Abstracting pain management documentation from the electronic medical record: comparison of three hospitals.

机构信息

Department of Nursing, University of New Hampshire, Durham, 03824, USA.

出版信息

Appl Nurs Res. 2012 May;25(2):89-94. doi: 10.1016/j.apnr.2010.05.001. Epub 2010 Jun 29.

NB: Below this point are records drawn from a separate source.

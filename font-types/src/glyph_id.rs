//! Glyph Identifiers
//!
//! Although these are treated as u16s in the OpenType spec, we choose to represent them
//! as a distinct type.

/// A 16-bit glyph identifier.
#[derive(Clone, Copy, Debug, Default, PartialEq, Eq, PartialOrd, Ord, Hash)]
#[cfg_attr(feature = "serde", derive(serde::Serialize, serde::Deserialize))]
pub struct GlyphId16(u16);

impl GlyphId16 {
    /// The identifier reserved for unknown glyphs
    pub const NOTDEF: GlyphId16 = GlyphId16(0);

    /// Construct a new `GlyphId16`.
    pub const fn new(raw: u16) -> Self {
        GlyphId16(raw)
    }

    /// The identifier as a u16.
    pub const fn to_u16(self) -> u16 {
        self.0
    }
}

impl From<u16> for GlyphId16 {
    fn from(value: u16) -> Self {
        GlyphId16(value)
    }
}

impl std::fmt::Display for GlyphId16 {
    fn fmt(&self, f: &mut std::fmt::Formatter<'_>) -> std::fmt::Result {
        write!(f, "GID_{}", self.0)
    }
}

crate::raw::newtype_scalar!(GlyphId16, [u8; 2]);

DOI:10.1016/j.apnr.2010.05.001
PMID:20974098
Abstract

BACKGROUND

Pain management science results are derived from research conducted using medical record.

APPROACH

This article describes methodological issues arising from abstracting pain management documentation (PMD) from the electronic medical record in three hospitals. After approval, PMD data were collected from the patient's history and physical, discharge summary, operative care notes, computerized nursing flow sheets, progress notes, and medication records.

RESULTS

Each acute care facility required a different approach to abstract data. Inconsistent documentation in pain management assessments, interventions, and reassessments were identified across hospitals.

DISCUSSION

Inconsistencies pose measurement threats and hinder benchmarking efforts. Work to standardize PMD across propriety computer systems is warranted.

摘要

背景

疼痛管理科学的研究结果源自对病历记录进行的研究。

方法

本文描述了从三家医院的电子病历中提取疼痛管理文件(PMD)时出现的方法学问题。经批准后,从患者的病史和体检、出院小结、手术护理记录、计算机化护理流程表、进度记录和用药记录中收集 PMD 数据。

结果

每个急症护理机构都需要采用不同的方法来提取数据。不同医院之间的疼痛管理评估、干预和再评估的记录不一致。

讨论

不一致性对测量构成威胁,并阻碍基准测试工作。有必要在专用计算机系统中对 PMD 进行标准化。